▶ [Supplied data]
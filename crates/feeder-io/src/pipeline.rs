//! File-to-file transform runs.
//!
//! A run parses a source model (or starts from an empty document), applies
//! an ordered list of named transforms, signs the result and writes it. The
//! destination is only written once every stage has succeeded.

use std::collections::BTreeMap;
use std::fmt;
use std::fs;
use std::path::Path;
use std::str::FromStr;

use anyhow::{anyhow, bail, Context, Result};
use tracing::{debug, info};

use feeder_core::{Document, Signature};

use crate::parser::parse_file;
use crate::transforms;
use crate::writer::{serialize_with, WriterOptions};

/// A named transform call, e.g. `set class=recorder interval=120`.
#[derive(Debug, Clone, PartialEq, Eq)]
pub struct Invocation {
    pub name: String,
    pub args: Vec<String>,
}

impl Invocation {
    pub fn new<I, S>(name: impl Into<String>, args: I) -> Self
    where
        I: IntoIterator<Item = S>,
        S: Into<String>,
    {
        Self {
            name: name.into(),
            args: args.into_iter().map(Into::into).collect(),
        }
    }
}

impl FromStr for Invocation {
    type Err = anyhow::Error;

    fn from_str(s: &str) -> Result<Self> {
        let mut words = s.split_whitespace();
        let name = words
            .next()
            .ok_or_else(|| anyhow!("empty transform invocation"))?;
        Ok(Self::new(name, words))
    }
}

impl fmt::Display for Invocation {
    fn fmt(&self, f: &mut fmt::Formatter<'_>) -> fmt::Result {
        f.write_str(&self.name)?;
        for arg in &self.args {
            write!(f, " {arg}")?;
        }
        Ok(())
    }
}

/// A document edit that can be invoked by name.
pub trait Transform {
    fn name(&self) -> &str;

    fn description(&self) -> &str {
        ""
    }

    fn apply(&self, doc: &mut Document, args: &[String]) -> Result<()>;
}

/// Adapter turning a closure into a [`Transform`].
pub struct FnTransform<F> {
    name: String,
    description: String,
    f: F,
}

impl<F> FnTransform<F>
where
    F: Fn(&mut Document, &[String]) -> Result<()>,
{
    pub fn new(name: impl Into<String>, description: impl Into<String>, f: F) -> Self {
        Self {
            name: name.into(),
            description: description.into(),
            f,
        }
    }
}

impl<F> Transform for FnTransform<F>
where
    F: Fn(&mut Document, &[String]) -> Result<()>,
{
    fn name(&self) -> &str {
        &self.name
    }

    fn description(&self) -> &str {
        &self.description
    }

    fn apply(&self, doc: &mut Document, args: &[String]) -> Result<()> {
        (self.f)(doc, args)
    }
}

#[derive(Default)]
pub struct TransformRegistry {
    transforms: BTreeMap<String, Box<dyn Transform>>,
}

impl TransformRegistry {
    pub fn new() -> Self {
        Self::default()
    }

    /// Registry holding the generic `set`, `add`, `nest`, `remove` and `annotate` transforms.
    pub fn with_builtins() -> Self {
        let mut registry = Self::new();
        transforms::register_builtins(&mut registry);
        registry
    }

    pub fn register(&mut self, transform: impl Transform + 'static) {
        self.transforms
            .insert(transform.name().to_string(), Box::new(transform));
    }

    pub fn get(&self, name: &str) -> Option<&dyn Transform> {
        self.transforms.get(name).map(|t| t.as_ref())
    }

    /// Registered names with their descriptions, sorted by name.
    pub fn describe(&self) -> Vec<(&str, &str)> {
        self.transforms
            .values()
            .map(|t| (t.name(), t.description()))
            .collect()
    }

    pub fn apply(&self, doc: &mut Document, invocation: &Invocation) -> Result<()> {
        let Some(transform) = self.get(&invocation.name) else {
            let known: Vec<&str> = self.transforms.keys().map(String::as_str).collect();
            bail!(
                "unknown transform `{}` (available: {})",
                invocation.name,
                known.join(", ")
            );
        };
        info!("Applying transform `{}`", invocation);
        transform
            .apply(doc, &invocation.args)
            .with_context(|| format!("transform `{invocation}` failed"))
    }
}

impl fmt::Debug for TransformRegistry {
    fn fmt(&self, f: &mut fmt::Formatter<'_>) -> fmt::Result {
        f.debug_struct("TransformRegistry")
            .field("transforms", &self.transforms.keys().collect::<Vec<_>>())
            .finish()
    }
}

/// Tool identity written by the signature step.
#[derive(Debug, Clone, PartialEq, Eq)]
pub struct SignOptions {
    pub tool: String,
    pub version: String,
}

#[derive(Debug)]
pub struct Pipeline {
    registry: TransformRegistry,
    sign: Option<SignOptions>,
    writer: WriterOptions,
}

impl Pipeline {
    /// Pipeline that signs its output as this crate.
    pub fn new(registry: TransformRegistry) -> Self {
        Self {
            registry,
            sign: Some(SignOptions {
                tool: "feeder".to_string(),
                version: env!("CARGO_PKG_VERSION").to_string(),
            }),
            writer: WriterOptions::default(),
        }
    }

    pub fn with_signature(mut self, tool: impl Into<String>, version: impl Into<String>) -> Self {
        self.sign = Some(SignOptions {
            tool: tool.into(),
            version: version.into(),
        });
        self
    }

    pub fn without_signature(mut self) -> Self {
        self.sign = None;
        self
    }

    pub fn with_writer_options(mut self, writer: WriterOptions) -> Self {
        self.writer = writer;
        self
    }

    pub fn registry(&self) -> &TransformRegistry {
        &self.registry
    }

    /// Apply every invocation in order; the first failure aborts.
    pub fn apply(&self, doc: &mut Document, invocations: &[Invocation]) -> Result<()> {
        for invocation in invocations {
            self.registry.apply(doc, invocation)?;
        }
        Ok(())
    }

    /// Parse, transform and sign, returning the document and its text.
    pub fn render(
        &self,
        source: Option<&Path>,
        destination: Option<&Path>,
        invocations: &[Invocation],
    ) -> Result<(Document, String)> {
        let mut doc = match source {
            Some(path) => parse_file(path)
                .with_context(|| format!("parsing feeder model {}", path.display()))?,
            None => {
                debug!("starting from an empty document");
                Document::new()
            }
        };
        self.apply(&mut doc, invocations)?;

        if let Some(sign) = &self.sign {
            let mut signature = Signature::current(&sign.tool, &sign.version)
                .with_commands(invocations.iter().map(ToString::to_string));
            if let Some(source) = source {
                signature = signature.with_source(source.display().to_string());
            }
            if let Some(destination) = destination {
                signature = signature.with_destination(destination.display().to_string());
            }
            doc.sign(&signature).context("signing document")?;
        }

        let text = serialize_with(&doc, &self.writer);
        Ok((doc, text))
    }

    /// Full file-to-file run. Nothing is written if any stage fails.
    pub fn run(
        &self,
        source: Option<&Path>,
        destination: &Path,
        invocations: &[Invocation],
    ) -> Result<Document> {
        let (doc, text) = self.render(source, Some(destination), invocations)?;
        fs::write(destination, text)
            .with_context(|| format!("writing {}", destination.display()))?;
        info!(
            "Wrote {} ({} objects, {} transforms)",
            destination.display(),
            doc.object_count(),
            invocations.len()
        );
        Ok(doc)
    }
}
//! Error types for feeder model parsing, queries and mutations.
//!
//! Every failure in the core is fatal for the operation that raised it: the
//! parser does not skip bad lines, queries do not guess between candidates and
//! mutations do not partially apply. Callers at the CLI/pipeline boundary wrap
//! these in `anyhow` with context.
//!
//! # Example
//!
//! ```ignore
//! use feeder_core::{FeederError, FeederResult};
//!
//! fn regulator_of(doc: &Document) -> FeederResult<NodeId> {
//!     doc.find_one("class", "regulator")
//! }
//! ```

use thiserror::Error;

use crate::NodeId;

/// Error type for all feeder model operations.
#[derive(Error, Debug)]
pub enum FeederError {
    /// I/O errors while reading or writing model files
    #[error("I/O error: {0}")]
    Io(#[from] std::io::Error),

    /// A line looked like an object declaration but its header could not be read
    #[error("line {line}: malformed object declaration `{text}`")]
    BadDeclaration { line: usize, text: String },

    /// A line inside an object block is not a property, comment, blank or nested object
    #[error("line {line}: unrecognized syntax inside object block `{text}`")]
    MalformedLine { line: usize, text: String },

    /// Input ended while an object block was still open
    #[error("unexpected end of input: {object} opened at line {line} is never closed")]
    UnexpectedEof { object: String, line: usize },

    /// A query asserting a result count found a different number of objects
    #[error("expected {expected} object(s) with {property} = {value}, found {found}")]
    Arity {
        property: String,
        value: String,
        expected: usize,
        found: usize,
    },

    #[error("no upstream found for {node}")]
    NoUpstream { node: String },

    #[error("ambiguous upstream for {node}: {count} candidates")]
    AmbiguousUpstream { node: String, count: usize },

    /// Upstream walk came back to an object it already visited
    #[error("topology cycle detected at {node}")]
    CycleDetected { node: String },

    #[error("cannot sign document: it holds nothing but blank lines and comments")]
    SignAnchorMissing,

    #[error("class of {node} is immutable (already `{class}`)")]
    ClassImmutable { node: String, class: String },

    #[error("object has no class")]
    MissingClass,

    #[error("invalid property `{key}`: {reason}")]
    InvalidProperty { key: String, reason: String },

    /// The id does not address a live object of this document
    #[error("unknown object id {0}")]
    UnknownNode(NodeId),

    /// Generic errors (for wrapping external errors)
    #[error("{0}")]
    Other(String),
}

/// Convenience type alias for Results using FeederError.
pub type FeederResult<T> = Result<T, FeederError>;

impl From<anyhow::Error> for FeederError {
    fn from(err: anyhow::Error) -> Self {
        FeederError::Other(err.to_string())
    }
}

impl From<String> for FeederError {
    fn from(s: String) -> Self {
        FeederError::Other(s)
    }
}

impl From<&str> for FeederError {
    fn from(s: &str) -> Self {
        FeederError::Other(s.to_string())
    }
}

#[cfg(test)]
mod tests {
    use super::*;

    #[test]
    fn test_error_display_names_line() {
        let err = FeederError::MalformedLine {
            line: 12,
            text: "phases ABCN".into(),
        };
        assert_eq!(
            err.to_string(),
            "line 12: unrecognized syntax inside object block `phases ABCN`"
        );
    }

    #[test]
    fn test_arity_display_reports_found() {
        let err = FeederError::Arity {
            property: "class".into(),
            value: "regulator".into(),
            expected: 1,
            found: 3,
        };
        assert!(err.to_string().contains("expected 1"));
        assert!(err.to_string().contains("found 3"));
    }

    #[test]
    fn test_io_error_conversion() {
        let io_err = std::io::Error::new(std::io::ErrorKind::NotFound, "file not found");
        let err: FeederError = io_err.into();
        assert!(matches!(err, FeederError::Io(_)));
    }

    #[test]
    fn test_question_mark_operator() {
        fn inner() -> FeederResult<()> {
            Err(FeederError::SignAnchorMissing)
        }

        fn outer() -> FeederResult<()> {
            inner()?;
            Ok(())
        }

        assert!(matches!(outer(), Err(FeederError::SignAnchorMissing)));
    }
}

▶ [Exercise directions] Look through the entries above. Copy each line in which the string "stage" occurs.

▶ [Response to the task]
//! destination is only written once every stage has succeeded.
    /// Full file-to-file run. Nothing is written if any stage fails.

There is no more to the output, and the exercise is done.